C’est ainsi que Lacotte, rendant compte du départ du cortège du 1er mai 1904, à Londres, écrit :

« De cette foule, tout à l’heure recueillie, s’élèvent aussitôt des chants corporatifs et socialistes. Tout de même, chose assez inattendue pour moi, la Social Democratic Federation ignore l’Internationale et c’est la Marseillaise qui domine. La Marseillaise, cette pauvre Marseillaise, tant déconsidérée en France par les éphèbes des cercles catholiques, qui osent la chanter : elle paraît être envisagée à Londres comme le chant subversif par excellence ! C’est même aux accents de l’hymne républicain français, joué par toutes les fanfares du cortège, que se terminera tout à l’heure le meeting de Hyde Park » [4].

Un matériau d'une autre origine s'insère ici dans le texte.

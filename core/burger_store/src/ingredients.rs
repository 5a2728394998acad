//! Ingredient catalog slice.
//!
//! A failed reload keeps the previously loaded catalog alongside the error.

use std::convert::Infallible;

use serde::Serialize;

use crate::lifecycle::Lifecycle;
use crate::store::Reducer;
use crate::types::{Ingredient, IngredientId, IngredientType};

pub const LOAD_INGREDIENTS_FAILED: &str = "загрузка ингредиентов не удалась";

#[derive(Debug, Clone, Default, PartialEq, Eq, Serialize)]
pub struct IngredientsState {
    pub ingredients: Vec<Ingredient>,
    pub is_loading: bool,
    pub error: Option<String>,
}

#[derive(Debug, Clone, PartialEq, Eq)]
pub enum IngredientsAction {
    Load(Lifecycle<Vec<Ingredient>>),
}

impl IngredientsAction {
    pub fn kind(&self) -> &'static str {
        "ingredients/getAll"
    }

    pub fn phase(&self) -> &'static str {
        let Self::Load(lifecycle) = self;
        lifecycle.phase()
    }
}

impl Reducer for IngredientsState {
    type Action = IngredientsAction;
    type Error = Infallible;

    fn reduce(&self, action: IngredientsAction) -> Result<Self, Infallible> {
        let mut next = self.clone();

        let IngredientsAction::Load(lifecycle) = action;
        match lifecycle {
            Lifecycle::Pending => next.is_loading = true,
            Lifecycle::Fulfilled(ingredients) => {
                next.is_loading = false;
                next.ingredients = ingredients;
                next.error = None;
            }
            Lifecycle::Rejected(_) => {
                next.is_loading = false;
                next.error = Some(LOAD_INGREDIENTS_FAILED.to_string());
            }
        }

        Ok(next)
    }
}

impl IngredientsState {
    pub fn find(&self, id: &IngredientId) -> Option<&Ingredient> {
        self.ingredients.iter().find(|ingredient| &ingredient.id == id)
    }

    pub fn of_type(&self, kind: IngredientType) -> impl Iterator<Item = &Ingredient> {
        self.ingredients
            .iter()
            .filter(move |ingredient| ingredient.kind == kind)
    }
}
//! Request lifecycle shared by every asynchronous slice operation.
//!
//! An effect dispatches [`Lifecycle::Pending`] before it suspends on I/O and
//! exactly one of [`Lifecycle::Fulfilled`] / [`Lifecycle::Rejected`] when the
//! call settles.
//!
//! [`RequestTracker`] numbers requests per [`RequestKind`]. A settlement
//! whose request has since been superseded by a newer one of the same kind
//! is dropped, so the most recently issued request wins rather than the
//! slowest one.

use std::collections::HashMap;

#[derive(Debug, Clone, PartialEq, Eq)]
pub enum Lifecycle<T> {
    Pending,
    Fulfilled(T),
    /// Carries the underlying cause for logging; slices store their own
    /// fixed message instead.
    Rejected(String),
}

impl<T> Lifecycle<T> {
    pub fn map<U>(self, f: impl FnOnce(T) -> U) -> Lifecycle<U> {
        match self {
            Self::Pending => Lifecycle::Pending,
            Self::Fulfilled(data) => Lifecycle::Fulfilled(f(data)),
            Self::Rejected(message) => Lifecycle::Rejected(message),
        }
    }

    pub fn phase(&self) -> &'static str {
        match self {
            Self::Pending => "pending",
            Self::Fulfilled(_) => "fulfilled",
            Self::Rejected(_) => "rejected",
        }
    }
}

/// Every asynchronous operation the store can run.
#[derive(Debug, Clone, Copy, PartialEq, Eq, Hash)]
pub enum RequestKind {
    CheckAuth,
    Register,
    Login,
    Logout,
    GetUser,
    UpdateUser,
    Ingredients,
    Feed,
    SubmitOrder,
    OrderHistory,
    OrderByNumber,
}

#[derive(Debug, Clone, Copy, PartialEq, Eq, PartialOrd, Ord, Hash)]
pub struct RequestId(u64);

#[derive(Debug, Default)]
pub struct RequestTracker {
    next: u64,
    latest: HashMap<RequestKind, RequestId>,
}

impl RequestTracker {
    /// Issue a new request id and mark it as the latest of its kind.
    pub fn begin(&mut self, kind: RequestKind) -> RequestId {
        self.next += 1;
        let id = RequestId(self.next);
        self.latest.insert(kind, id);
        id
    }

    /// Whether `id` is still the most recent request of its kind.
    pub fn is_current(&self, kind: RequestKind, id: RequestId) -> bool {
        self.latest.get(&kind) == Some(&id)
    }
}
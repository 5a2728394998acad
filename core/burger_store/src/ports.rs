//! Interfaces the store needs from the outside world.
//!
//! * [`BurgerApi`] — the remote burger REST API.
//! * [`CredentialStore`] — persistence of the access and refresh tokens.
//!
//! Response shapes mirror the API bodies; `success` is kept so effects can
//! tell a well-formed refusal from a transport failure.

use std::sync::Mutex;

use async_trait::async_trait;
use serde::{Deserialize, Serialize};

use crate::errors::{ApiError, PersistenceError};
use crate::types::{FeedSnapshot, Ingredient, IngredientId, Order, OrderReceipt, User};

// ─────────────────────────────────────────────────────────
// Request / response shapes
// ─────────────────────────────────────────────────────────

#[derive(Debug, Clone, PartialEq, Eq, Serialize)]
pub struct LoginRequest {
    pub email: String,
    pub password: String,
}

#[derive(Debug, Clone, PartialEq, Eq, Serialize)]
pub struct RegisterRequest {
    pub email: String,
    pub name: String,
    pub password: String,
}

/// Partial profile update; only the set fields are sent.
#[derive(Debug, Clone, Default, PartialEq, Eq, Serialize)]
pub struct ProfileUpdate {
    #[serde(skip_serializing_if = "Option::is_none")]
    pub email: Option<String>,
    #[serde(skip_serializing_if = "Option::is_none")]
    pub name: Option<String>,
    #[serde(skip_serializing_if = "Option::is_none")]
    pub password: Option<String>,
}

#[derive(Debug, Clone, Default, PartialEq, Eq, Deserialize)]
#[serde(default)]
pub struct AuthResponse {
    pub success: bool,
    pub user: User,
    #[serde(rename = "accessToken")]
    pub access_token: String,
    #[serde(rename = "refreshToken")]
    pub refresh_token: String,
}

#[derive(Debug, Clone, Default, PartialEq, Eq, Deserialize)]
#[serde(default)]
pub struct TokenResponse {
    pub success: bool,
    #[serde(rename = "accessToken")]
    pub access_token: String,
    #[serde(rename = "refreshToken")]
    pub refresh_token: String,
}

#[derive(Debug, Clone, Default, PartialEq, Eq, Deserialize)]
#[serde(default)]
pub struct UserResponse {
    pub success: bool,
    pub user: User,
}

#[derive(Debug, Clone, Default, PartialEq, Eq, Deserialize)]
#[serde(default)]
pub struct MessageResponse {
    pub success: bool,
    pub message: Option<String>,
}

// ─────────────────────────────────────────────────────────
// Ports
// ─────────────────────────────────────────────────────────

#[async_trait]
pub trait BurgerApi: Send + Sync {
    async fn list_ingredients(&self) -> Result<Vec<Ingredient>, ApiError>;

    async fn login(&self, request: &LoginRequest) -> Result<AuthResponse, ApiError>;

    async fn register(&self, request: &RegisterRequest) -> Result<AuthResponse, ApiError>;

    /// Invalidate `refresh_token` on the server.
    async fn logout(&self, refresh_token: &str) -> Result<MessageResponse, ApiError>;

    /// Exchange `refresh_token` for a new token pair.
    async fn refresh_token(&self, refresh_token: &str) -> Result<TokenResponse, ApiError>;

    async fn get_profile(&self) -> Result<UserResponse, ApiError>;

    async fn update_profile(&self, update: &ProfileUpdate) -> Result<UserResponse, ApiError>;

    /// `ingredients` starts and ends with the bun.
    async fn submit_order(&self, ingredients: &[IngredientId]) -> Result<OrderReceipt, ApiError>;

    async fn get_feed(&self) -> Result<FeedSnapshot, ApiError>;

    /// Orders of the signed-in user.
    async fn get_order_history(&self) -> Result<Vec<Order>, ApiError>;

    async fn get_order_by_number(&self, number: u64) -> Result<Option<Order>, ApiError>;
}

#[async_trait]
pub trait CredentialStore: Send + Sync {
    async fn access_token(&self) -> Result<Option<String>, PersistenceError>;

    async fn set_access_token(&self, token: &str) -> Result<(), PersistenceError>;

    async fn delete_access_token(&self) -> Result<(), PersistenceError>;

    async fn refresh_token(&self) -> Result<Option<String>, PersistenceError>;

    async fn set_refresh_token(&self, token: &str) -> Result<(), PersistenceError>;

    /// Forget everything, the refresh token included.
    async fn clear_all(&self) -> Result<(), PersistenceError>;
}

// ─────────────────────────────────────────────────────────
// In-memory credentials
// ─────────────────────────────────────────────────────────

#[derive(Debug, Default)]
struct Tokens {
    access: Option<String>,
    refresh: Option<String>,
}

/// Process-local [`CredentialStore`]; nothing survives a restart.
#[derive(Debug, Default)]
pub struct InMemoryCredentials {
    tokens: Mutex<Tokens>,
}

impl InMemoryCredentials {
    pub fn new() -> Self {
        Self::default()
    }

    pub fn with_tokens(access: Option<&str>, refresh: Option<&str>) -> Self {
        Self {
            tokens: Mutex::new(Tokens {
                access: access.map(String::from),
                refresh: refresh.map(String::from),
            }),
        }
    }

    fn with<R>(&self, f: impl FnOnce(&mut Tokens) -> R) -> Result<R, PersistenceError> {
        let mut tokens = self
            .tokens
            .lock()
            .map_err(|e| PersistenceError(e.to_string()))?;
        Ok(f(&mut tokens))
    }
}

#[async_trait]
impl CredentialStore for InMemoryCredentials {
    async fn access_token(&self) -> Result<Option<String>, PersistenceError> {
        self.with(|t| t.access.clone())
    }

    async fn set_access_token(&self, token: &str) -> Result<(), PersistenceError> {
        self.with(|t| t.access = Some(token.to_string()))
    }

    async fn delete_access_token(&self) -> Result<(), PersistenceError> {
        self.with(|t| t.access = None)
    }

    async fn refresh_token(&self) -> Result<Option<String>, PersistenceError> {
        self.with(|t| t.refresh.clone())
    }

    async fn set_refresh_token(&self, token: &str) -> Result<(), PersistenceError> {
        self.with(|t| t.refresh = Some(token.to_string()))
    }

    async fn clear_all(&self) -> Result<(), PersistenceError> {
        self.with(|t| *t = Tokens::default())
    }
}
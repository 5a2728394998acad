//! Read-only Axum endpoints exposing the live store for debugging.

use axum::{
    extract::{Query, State},
    response::IntoResponse,
    Json,
};
use burger_store::{guard, AuthSnapshot, Location, Store};
use serde::{Deserialize, Serialize};

// ─────────────────────────────────────────────────────────
// Response shapes
// ─────────────────────────────────────────────────────────

#[derive(Serialize)]
pub struct HealthResponse {
    pub status: &'static str,
    pub version: &'static str,
}

#[derive(Serialize)]
pub struct ConstructorResponse {
    pub bun: Option<String>,
    pub fillings: usize,
    pub total_price: u32,
}

#[derive(Debug, Deserialize)]
pub struct GuardQuery {
    pub path: String,
    #[serde(default)]
    pub guest: bool,
    pub from: Option<String>,
}

// ─────────────────────────────────────────────────────────
// Handlers
// ─────────────────────────────────────────────────────────

/// `GET /health`
pub async fn health() -> impl IntoResponse {
    Json(HealthResponse {
        status: "ok",
        version: env!("CARGO_PKG_VERSION"),
    })
}

/// `GET /state`
///
/// The whole root state.
pub async fn get_state(State(store): State<Store>) -> impl IntoResponse {
    Json(store.snapshot())
}

/// `GET /state/feed`
pub async fn get_feed(State(store): State<Store>) -> impl IntoResponse {
    Json(store.select(|s| s.feed.clone()))
}

/// `GET /state/constructor`
///
/// The draft with its price against the loaded catalog.
pub async fn get_constructor(State(store): State<Store>) -> impl IntoResponse {
    Json(store.select(|s| ConstructorResponse {
        bun: s.constructor.bun.as_ref().map(|id| id.to_string()),
        fillings: s.constructor.fillings.len(),
        total_price: s.constructor.total_price(&s.ingredients.ingredients),
    }))
}

/// `GET /guard?path=/profile&guest=false`
///
/// What the route guard would decide for `path` right now.
pub async fn get_guard(State(store): State<Store>, Query(query): Query<GuardQuery>) -> impl IntoResponse {
    let auth = store.select(|s| AuthSnapshot::from(&s.auth));
    let mut location = Location::new(query.path);
    location.from = query.from;
    Json(guard(auth, query.guest, &location))
}
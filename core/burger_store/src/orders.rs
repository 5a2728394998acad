//! # Orders slice
//!
//! Order submission, the signed-in user's history, and single-order lookup.
//!
//! Submission has its own in-flight flag (`order_request`) so that placing
//! an order does not flicker the history list's loading state. Clearing the
//! constructor after a successful submission is the effect's job; this slice
//! only records the receipt.

use std::convert::Infallible;

use serde::Serialize;

use crate::lifecycle::Lifecycle;
use crate::store::Reducer;
use crate::types::{Order, OrderReceipt};

pub const SUBMIT_ORDER_FAILED: &str = "оформление заказа не удалось";
pub const LOAD_HISTORY_FAILED: &str = "загрузка истории заказов не удалась";
pub const ORDER_NOT_FOUND: &str = "заказ не найден";

#[derive(Debug, Clone, Default, PartialEq, Eq, Serialize)]
pub struct OrdersState {
    /// History of the signed-in user.
    pub orders: Vec<Order>,
    pub is_loading: bool,
    pub order_request: bool,
    pub last_order: Option<OrderReceipt>,
    pub viewed_order: Option<Order>,
    pub error: Option<String>,
}

#[derive(Debug, Clone, PartialEq, Eq)]
pub enum OrdersAction {
    Submit(Lifecycle<OrderReceipt>),
    History(Lifecycle<Vec<Order>>),
    ByNumber(Lifecycle<Order>),
    /// Dismiss the receipt of the last submission.
    CloseOrderModal,
}

impl OrdersAction {
    pub fn kind(&self) -> &'static str {
        match self {
            Self::Submit(_) => "order/submit",
            Self::History(_) => "order/getPlaced",
            Self::ByNumber(_) => "order/getByNumber",
            Self::CloseOrderModal => "order/closeModal",
        }
    }

    pub fn phase(&self) -> Option<&'static str> {
        match self {
            Self::Submit(l) => Some(l.phase()),
            Self::History(l) => Some(l.phase()),
            Self::ByNumber(l) => Some(l.phase()),
            Self::CloseOrderModal => None,
        }
    }
}

impl Reducer for OrdersState {
    type Action = OrdersAction;
    type Error = Infallible;

    fn reduce(&self, action: OrdersAction) -> Result<Self, Infallible> {
        let mut next = self.clone();

        match action {
            OrdersAction::Submit(Lifecycle::Pending) => next.order_request = true,
            OrdersAction::Submit(Lifecycle::Fulfilled(receipt)) => {
                next.order_request = false;
                next.last_order = Some(receipt);
                next.error = None;
            }
            OrdersAction::Submit(Lifecycle::Rejected(_)) => {
                next.order_request = false;
                next.error = Some(SUBMIT_ORDER_FAILED.to_string());
            }

            OrdersAction::History(Lifecycle::Pending) | OrdersAction::ByNumber(Lifecycle::Pending) => {
                next.is_loading = true
            }
            OrdersAction::History(Lifecycle::Fulfilled(orders)) => {
                next.is_loading = false;
                next.orders = orders;
                next.error = None;
            }
            OrdersAction::History(Lifecycle::Rejected(_)) => {
                next.is_loading = false;
                next.error = Some(LOAD_HISTORY_FAILED.to_string());
            }

            OrdersAction::ByNumber(Lifecycle::Fulfilled(order)) => {
                next.is_loading = false;
                next.viewed_order = Some(order);
                next.error = None;
            }
            OrdersAction::ByNumber(Lifecycle::Rejected(_)) => {
                next.is_loading = false;
                next.viewed_order = None;
                next.error = Some(ORDER_NOT_FOUND.to_string());
            }

            OrdersAction::CloseOrderModal => next.last_order = None,
        }

        Ok(next)
    }
}

impl OrdersState {
    pub fn last_order_number(&self) -> Option<u64> {
        self.last_order.as_ref().map(|receipt| receipt.order.number)
    }
}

Quand le Congrès international de Copenhague prend fin, le 3 septembre 1910,

« les Français, dit le compte-rendu, entonnent l’Internationale, les Autrichiens, La chanson du Travail [5], les Suédois, Danois, Norvégiens et Anglais, leur chant de lutte ; puis, finalement, tout le Congrès chante, dans un vibrant enthousiasme l’Internationale. »

Par cet extrait, on mesure évidemment le chemin parcouru depuis le Congrès de Bruxelles, dix-neuf années avant, mais on voit bien aussi que l’Internationale, sauf pour les Français, ne fait encore que se superposer aux chants socialistes les plus populaires de chaque pays. Du reste, Jean Longuet, écrivait récemment, sous le coup de l’émotion ressentie après un défilé magnifique à Bruxelles au rythme des chants socialistes, surtout de l’Internationale  :

« En Belgique, il y a quelque quinze ou vingt ans encore, on la jouait [l’Internationale] moins fréquemment que la Marseillaise des Travailleurs. Dans le restant de l’Europe, elle était alors à peu près inconnue » [6].

Chapitre suivant :
L’essor mondial de "L’Internationale" après guerre

[1L’Intransigeant, du temps et Louis Bertrand. Souvenirs, t.II.

[2Les Temps Nouveaux, 3° année, n° 17.

[3A. Hamon : Le Socialisme et le congrès de Londres, p. 109.

[4La Raison, 8 mai 1904.

[5Le Lied der Arbeit dont il est ici question est le chant des social-démocrates autrichiens de langue allemande, puis les premiers temps de leur mouvement avant 1870. Quand ce mouvement devint révolutionnaire, de 1880 à 1884, c’est le chant de Most, les Prolétaires qui fut en vogue, puis sous l’influence des social-démocrates de V. Adler, le vieux Chant du Travail reprit sa vogue. Après la guerre, ce furent principalement les communistes qui mirent en avant l’Internationale en Autriche. Dès lors les social-démocrates chantèrent moins l’hymne de Pottier sauf dan les grandes circonstances.- Communication de Max Nettlau.

[6Le Populaire, 22 août 1935. (Après la manifestation de Bruxelles).